Его осенило, что с помощью этого метода можно будет изучать кровоснабжение на клеточном уровне. Он развил бурную организационную и научную деятельность, изучая этот вопрос. Создал рабочую группу, вместе с физиками разработали модель аппарата, который он назвал «эдемометр». И это вылилось в написание научных стаей, монографий и получение патентов на изобретение. А все началось с того, что он был в деревне с обычным инструментом в руках... Да, у него было много идей. И это позволяло его знаниям находить применение во всех областях хирургии. Конечно, были случаи, что некоторые его гипотезы не подтверждались. Но Александр Владимирович относился к этому спокойно. Положительный результат в науке – отлично, а отрицательный – это тоже результат.

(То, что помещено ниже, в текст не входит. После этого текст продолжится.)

#[cfg(test)]
mod tests {
    use super::*;
    use crate::scene::component::ComponentContext;
    use hearth_shared::Vec3;
    use std::sync::atomic::{AtomicUsize, Ordering};
    use std::sync::Arc;

    #[derive(Debug)]
    struct Ping(u32);
    impl Message for Ping {}

    #[derive(Default)]
    struct Recorder {
        received: Vec<u32>,
        activations: u32,
        deactivations: u32,
        starts: u32,
    }

    impl Component for Recorder {
        fn on_activated(&mut self, _ctx: &mut ComponentContext<'_>) {
            self.activations += 1;
        }
        fn on_deactivated(&mut self, _ctx: &mut ComponentContext<'_>) {
            self.deactivations += 1;
        }
        fn on_simulation_started(&mut self, _ctx: &mut ComponentContext<'_>) {
            self.starts += 1;
        }
        fn handle_message(&mut self, message: &mut dyn Message, _ctx: &mut ComponentContext<'_>) -> bool {
            match message.downcast_ref::<Ping>() {
                Some(ping) => {
                    self.received.push(ping.0);
                    true
                }
                None => false,
            }
        }
    }

    fn world() -> World {
        World::new(WorldDesc::default())
    }

    #[test]
    fn test_component_activates_at_init_point() {
        let mut world = world();
        let object = world.create_object(GameObjectDesc::new("a")).unwrap();
        let component = world.create_component(object, Recorder::default()).unwrap();

        assert_eq!(world.component_state(component), Some(ComponentState::None));
        world.update(0.016);
        assert_eq!(world.component_state(component), Some(ComponentState::Active));
        assert_eq!(world.try_get_component::<Recorder>(component).unwrap().activations, 1);
        assert_eq!(world.find_component_on_object::<Recorder>(object), Some(component));
    }

    #[test]
    fn test_object_activity_cascades_to_components() {
        let mut world = world();
        let parent = world.create_object(GameObjectDesc::new("parent")).unwrap();
        let child = world.create_object(GameObjectDesc::new("child").with_parent(parent)).unwrap();
        let component = world.create_component(child, Recorder::default()).unwrap();
        world.update(0.016);

        world.set_object_active(parent, false);
        assert!(!world.is_component_active(component));
        world.set_object_active(parent, true);
        assert!(world.is_component_active(component));

        let recorder = world.try_get_component::<Recorder>(component).unwrap();
        assert_eq!((recorder.activations, recorder.deactivations), (2, 1));
    }

    #[test]
    fn test_simulation_starts_once_per_run() {
        let mut world = world();
        let object = world.create_object(GameObjectDesc::new("a")).unwrap();
        let component = world.create_component(object, Recorder::default()).unwrap();
        world.update(0.016);
        assert_eq!(world.try_get_component::<Recorder>(component).unwrap().starts, 0);

        world.set_simulation_enabled(true);
        world.update(0.016);
        world.update(0.016);
        assert_eq!(world.try_get_component::<Recorder>(component).unwrap().starts, 1);

        world.set_simulation_enabled(false);
        world.set_simulation_enabled(true);
        world.update(0.016);
        assert_eq!(world.try_get_component::<Recorder>(component).unwrap().starts, 2);
    }

    #[test]
    fn test_send_message_reaches_subtree() {
        let mut world = world();
        let root = world.create_object(GameObjectDesc::new("root")).unwrap();
        let child = world.create_object(GameObjectDesc::new("child").with_parent(root)).unwrap();
        let a = world.create_component(root, Recorder::default()).unwrap();
        let b = world.create_component(child, Recorder::default()).unwrap();
        world.update(0.016);

        assert!(world.send_message_recursive(root, Ping(7)));
        assert!(world.send_message(child, Ping(8)));
        assert_eq!(world.try_get_component::<Recorder>(a).unwrap().received, vec![7]);
        assert_eq!(world.try_get_component::<Recorder>(b).unwrap().received, vec![7, 8]);
    }

    #[test]
    fn test_inactive_component_ignores_messages() {
        let mut world = world();
        let object = world.create_object(GameObjectDesc::new("a")).unwrap();
        let component = world.create_component(object, Recorder::default()).unwrap();
        assert!(!world.send_message(object, Ping(1)));
        world.update(0.016);
        world.set_component_active(component, false);
        assert!(!world.send_message(object, Ping(2)));
        assert!(world.try_get_component::<Recorder>(component).unwrap().received.is_empty());
    }

    #[test]
    fn test_unhandled_delete_message_deletes_object() {
        let mut world = world();
        let object = world.create_object(GameObjectDesc::new("a")).unwrap();
        assert!(!world.send_message(object, MsgDeleteGameObject));
        assert!(world.contains_object(object));
        world.update(0.016);
        assert!(!world.contains_object(object));
    }

    #[test]
    fn test_delete_component_unlinks_it() {
        let mut world = world();
        let object = world.create_object(GameObjectDesc::new("a")).unwrap();
        let component = world.create_component(object, Recorder::default()).unwrap();
        world.update(0.016);

        assert!(world.delete_component(component));
        assert!(!world.contains_component(component));
        assert!(world.components_of(object).is_empty());
        assert!(!world.delete_component(component));
    }

    #[test]
    fn test_delayed_deletes_ignore_dead_handles() {
        let mut world = world();
        let object = world.create_object(GameObjectDesc::new("a")).unwrap();
        world.delete_object_delayed(object);
        world.delete_object_delayed(object);
        world.update(0.016);
        assert!(!world.contains_object(object));
        assert_eq!(world.stats().pending_deletions, 0);
    }

    #[test]
    fn test_update_function_covers_every_component() {
        #[derive(Default)]
        struct Spinner {
            angle: f32,
        }
        impl Component for Spinner {
            fn register_update_functions(manager: &mut ComponentManager<Self>) {
                manager.register_update_function(
                    UpdateFunctionDesc::<Self>::new("spin", UpdatePhase::Async, |range, ctx| {
                        for slot in range.iter_mut() {
                            slot.angle += ctx.view.clock().delta_seconds();
                        }
                    })
                    .with_granularity(16),
                );
            }
        }

        let mut world = world();
        let mut handles = Vec::new();
        for i in 0..100 {
            let object = world.create_object(GameObjectDesc::new(format!("s{i}"))).unwrap();
            handles.push(world.create_component(object, Spinner::default()).unwrap());
        }
        world.update(0.5);
        world.update(0.5);

        for handle in handles {
            let angle = world.try_get_component::<Spinner>(handle).unwrap().angle;
            assert!((angle - 1.0).abs() < 1e-6);
        }
    }

    #[test]
    fn test_only_when_simulating_functions_wait() {
        #[derive(Default)]
        struct Ticker;
        impl Component for Ticker {}

        let counter = Arc::new(AtomicUsize::new(0));
        let mut world = world();
        let object = world.create_object(GameObjectDesc::new("a")).unwrap();
        world.create_component(object, Ticker).unwrap();
        let seen = Arc::clone(&counter);
        world
            .register_update_function(
                UpdateFunctionDesc::<Ticker>::new("tick", UpdatePhase::PreAsync, move |range, _ctx| {
                    seen.fetch_add(range.len(), Ordering::Relaxed);
                })
                .only_when_simulating(),
            )
            .unwrap();

        world.update(0.016);
        assert_eq!(counter.load(Ordering::Relaxed), 0);
        world.set_simulation_enabled(true);
        world.update(0.016);
        assert_eq!(counter.load(Ordering::Relaxed), 1);
    }

    #[test]
    fn test_singleton_per_world() {
        #[derive(Default)]
        struct Settings;
        impl Component for Settings {
            fn is_singleton() -> bool {
                true
            }
        }

        let mut world = world();
        let object = world.create_object(GameObjectDesc::new("a")).unwrap();
        world.create_component(object, Settings).unwrap();
        let second = world.create_component(object, Settings);
        assert!(matches!(second, Err(WorldError::SingletonAlreadyExists { .. })));
        assert!(world.singleton::<Settings>().is_some());

        let mut other = World::new(WorldDesc {
            index: 1,
            ..WorldDesc::default()
        });
        let object = other.create_object(GameObjectDesc::new("b")).unwrap();
        assert!(other.create_component(object, Settings).is_ok());
    }

    #[test]
    fn test_init_batch_activates_together() {
        let mut world = World::new(WorldDesc {
            max_component_inits_per_frame: 2,
            ..WorldDesc::default()
        });
        let batch = world.create_init_batch("level");
        world.begin_add_to_init_batch(batch).unwrap();
        let mut handles = Vec::new();
        for i in 0..5 {
            let object = world.create_object(GameObjectDesc::new(format!("o{i}"))).unwrap();
            handles.push(world.create_component(object, Recorder::default()).unwrap());
        }
        world.end_add_to_init_batch(batch).unwrap();
        assert_eq!(world.is_init_batch_completed(batch), Some(false));

        world.update(0.016);
        assert!(handles.iter().all(|&h| !world.is_component_active(h)));
        world.update(0.016);
        world.update(0.016);
        assert_eq!(world.is_init_batch_completed(batch), Some(true));
        assert!(handles.iter().all(|&h| world.is_component_active(h)));

        world.delete_init_batch(batch).unwrap();
        assert_eq!(world.is_init_batch_completed(batch), None);
    }

    #[test]
    fn test_default_batch_cannot_be_deleted() {
        let mut world = world();
        let batch = world.default_batch;
        assert!(world.delete_init_batch(batch).is_err());
    }

    #[derive(Default)]
    struct Watcher {
        moved: u32,
    }

    impl Component for Watcher {
        fn handle_message(&mut self, message: &mut dyn Message, _ctx: &mut ComponentContext<'_>) -> bool {
            if message.is::<MsgTransformChanged>() {
                self.moved += 1;
                return true;
            }
            false
        }
    }

    #[test]
    fn test_static_transform_notification() {
        let mut world = world();
        let object = world
            .create_object(GameObjectDesc::new("wall").with_flags(ObjectFlags::STATIC_TRANSFORM_CHANGES_NOTIFICATIONS))
            .unwrap();
        let watcher = world.create_component(object, Watcher::default()).unwrap();
        world.update(0.016);

        world.set_local_transform(object, Transform::from_position(Vec3::new(1.0, 0.0, 0.0)));
        assert_eq!(world.try_get_component::<Watcher>(watcher).unwrap().moved, 1);
    }

    #[test]
    fn test_static_descendant_notified_when_ancestor_moves() {
        let mut world = world();
        let base = world.create_object(GameObjectDesc::new("base")).unwrap();
        let tower = world
            .create_object(
                GameObjectDesc::new("tower")
                    .with_parent(base)
                    .with_flags(ObjectFlags::STATIC_TRANSFORM_CHANGES_NOTIFICATIONS),
            )
            .unwrap();
        let watcher = world.create_component(tower, Watcher::default()).unwrap();
        world.update(0.016);

        world.set_global_transform(base, Transform::from_position(Vec3::new(0.0, 0.0, 5.0)));
        assert_eq!(world.try_get_component::<Watcher>(watcher).unwrap().moved, 1);
    }

    #[test]
    fn test_deferred_commands_apply_at_barrier() {
        let mut world = world();
        let object = world.create_object(GameObjectDesc::new("a")).unwrap();
        world.commands().defer(move |world| {
            world.set_object_name(object, "renamed");
        });
        assert_eq!(world.try_get_object(object).unwrap().name(), "a");
        world.update(0.016);
        assert_eq!(world.try_get_object(object).unwrap().name(), "renamed");
    }
}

В педагогике, науке и лечебной работе он был высоким профессионалом и Учителем с большой буквы. Мы ценили Шотта и за его человеческие качества. Он был прекрасным слушателем и мудрым советчиком. Если к нему обращался ученик с житейским вопросом, то Александр Владимирович усаживал его напротив, давал выговориться, а после оказывал возможную поддержку: словом или делом. Нам было приятно осознавать, что профессор Шотт поможет не только в работе, но и в личной жизни.

Александр Владимирович любил поговорить и о дачных делах. Я помню, что у него не было, кажется, на даче редкой тогда черной рябины. И я ему привез ее саженцы. Через год, на следующую весну, он подходит ко мне и говорит: «Анатолий, то, что ты мне дал, принялось». Казалось бы, другой человек уже и забыл бы про такую мелочь. Но не Александр Владимирович.

С возрастом характер профессора становился мягче, но его требования к коллегам и студентам были столь же конкретны и строги. Сохранил Александр Владимирович и свой юмор, и любовь к жизни. Многим из нас он посвятил свои «стишия», которые издал в сборнике и подарил книгу в синем переплете на память. Как-то я встретил профессора в канун его 80-летнего юбилея. Он показался мне немного грустным, что я и решил уточнить:

- Александр Владимирович, вы какой-то грустный сегодня.

- Понимаешь, 80 лет – это грустный праздник, - сказал он, а потом немного подумал, встрепенулся и с улыбкой добавил: - А вообще-то нет!

- Чего так? – спросил я, улыбнувшись смене его настроения.

- Не каждый, понимаешь, доживает, - резонно заметил профессор.

А ведь потом у него был еще и 90-летний юбилей!

Он был разносторонним человеком. Знал столярное и плотницкое дело, был прекрасным печником. Помню, как после обсуждения какой-то рабочей ситуации Александр Владимирович вдруг нас спросил: «А вот вы знаете, чем отличается в деревянном срубе немецкий угол от русского?» Когда мы ответили верно – похвалил. Он ценил тех людей, которые умели работать руками: что-то строить, выращивать. Любил тех, кто был любознателен, честен, добр и стремился быть профессионалом в своем деле. Все эти ценные качества, которые касаются профессионализма, трудолюбия, жажды знаний и рвения к науке, были присущи ему, и он воспитывал их в нас, своих учениках.